Denise Herzing's Diverse Intelligences project seeks to answer these questions. Understanding language is a major obstacle in recognizing the diversity of intelligence across species on Earth. Although we have an extensive understanding of human language across cultures, we have not fully explored nonhuman communication signals to determine if language, or aspects of language, exist.
Rich communication streams are central to intelligence in many life forms. Researchers have attempted to assess the language potential in nonhuman species communication signals using information theory and other methods. However, the potential details, including structure and meaning, have lacked adequate tools and testing. To fully explore nonhuman communication, we need to not only supplement complementary existing tools (e.g., information theory) but also develop new tools that reveal details of potential order, grammar, and metadata that help us interpret these signals and look for any universal structures that might emerge.
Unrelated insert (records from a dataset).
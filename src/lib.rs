// ============================================================================
// SESSION-AUTHENTICATED SOCIAL FEED SERVICE
// ============================================================================

// - User sign-up/log-in with bcrypt password hashing
// - Cookie-based server-side sessions
// - Posts, idempotent likes, append-only comments
// - Bidirectional follow graph
// - Profile picture uploads

use std::time::Duration;

use axum::{
    Router,
    routing::{get, post},
};
use tower_http::{
    cors::{Any, CorsLayer},
    services::ServeDir,
    timeout::TimeoutLayer,
    trace::TraceLayer,
};

pub mod config;
pub mod dto;
pub mod errors;
pub mod models;
pub mod routes;
pub mod session;
pub mod states;
pub mod store;

pub use states::AppState;

const REQUEST_TIMEOUT: Duration = Duration::from_secs(30);

/// Build the application router over a fully constructed [`AppState`].
///
/// Kept separate from `main` so integration tests can drive the exact same
/// routing table without binding a socket.
pub fn app(state: AppState) -> Router {
    let cors = CorsLayer::new()
        .allow_origin(Any)
        .allow_methods(Any)
        .allow_headers(Any);

    let uploads = ServeDir::new(state.config.upload_dir.clone());

    Router::new()
        // Public routes (no auth required)
        .route("/health", get(routes::health::health_check))
        .route(
            "/sign-up",
            get(routes::auth::sign_up_page).post(routes::auth::sign_up),
        )
        .route("/log-in", post(routes::auth::log_in))
        .route("/log-out", get(routes::auth::log_out))
        .route("/", get(routes::feed::home))
        .route("/visit-as-guest", post(routes::feed::visit_as_guest))
        .route("/profile/{id}", get(routes::social::profile_by_id))
        .route("/list-of-users", get(routes::social::list_users))
        // Protected routes (session required)
        .route("/send-post", post(routes::feed::send_post))
        .route("/like-post/{post_id}", post(routes::feed::like_post))
        .route("/add-comment/{id}", post(routes::feed::add_comment))
        .route("/upload-profile-pic", post(routes::uploads::upload_profile_pic))
        .route("/profile", get(routes::social::profile))
        .route("/follow/{id}", post(routes::social::follow_user))
        // Uploaded profile pictures are served straight from disk
        .nest_service("/uploads", uploads)
        .with_state(state)
        .layer(TraceLayer::new_for_http())
        .layer(TimeoutLayer::new(REQUEST_TIMEOUT))
        .layer(cors)
}
//! Social graph: mirrored follower/following edge sets.

use uuid::Uuid;

use super::MemoryStore;
use crate::errors::ApiError;
use crate::models::User;

impl MemoryStore {
    /// Record a follow edge.
    ///
    /// Both sides of the edge are written in this one operation: the target
    /// gains a follower and the follower gains a following entry. Updating
    /// only one side would break the mirror invariant that `followers` and
    /// `following` are views of the same edge set.
    pub fn follow(&self, follower_id: Uuid, target_id: Uuid) -> Result<(), ApiError> {
        if follower_id == target_id {
            return Err(ApiError::SelfFollow);
        }
        if !self.users.contains_key(&follower_id) {
            return Err(ApiError::NotFound("User"));
        }

        {
            let mut target = self
                .users
                .get_mut(&target_id)
                .ok_or(ApiError::NotFound("User"))?;
            if !target.followers.insert(follower_id) {
                return Err(ApiError::AlreadyFollowing);
            }
        }

        // The target guard is dropped before taking the follower's, so two
        // concurrent follows in opposite directions cannot deadlock.
        if let Some(mut follower) = self.users.get_mut(&follower_id) {
            follower.following.insert(target_id);
        }

        Ok(())
    }

    pub fn followers(&self, user_id: Uuid) -> Result<Vec<User>, ApiError> {
        let user = self.user(user_id).ok_or(ApiError::NotFound("User"))?;
        Ok(user
            .followers
            .iter()
            .filter_map(|id| self.user(*id))
            .collect())
    }

    pub fn following(&self, user_id: Uuid) -> Result<Vec<User>, ApiError> {
        let user = self.user(user_id).ok_or(ApiError::NotFound("User"))?;
        Ok(user
            .following
            .iter()
            .filter_map(|id| self.user(*id))
            .collect())
    }
}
Many scientific studies in past decades have attempted to discover how other species communicate. Although there have been studies of the cognitive abilities and intelligence measures in dolphins and other species, many researchers may exhibit an a priori belief that language is unique to humans, thus biasing their approaches. Dr. Herzing’s team aims to find true linguistic richness in the vocalizations of dolphins, which would represent nothing less than a paradigm shift in the way we understand diverse intelligence. Answering the question of whether nonhuman language exists will give us a deeper understanding of the world and the intelligence that surrounds us.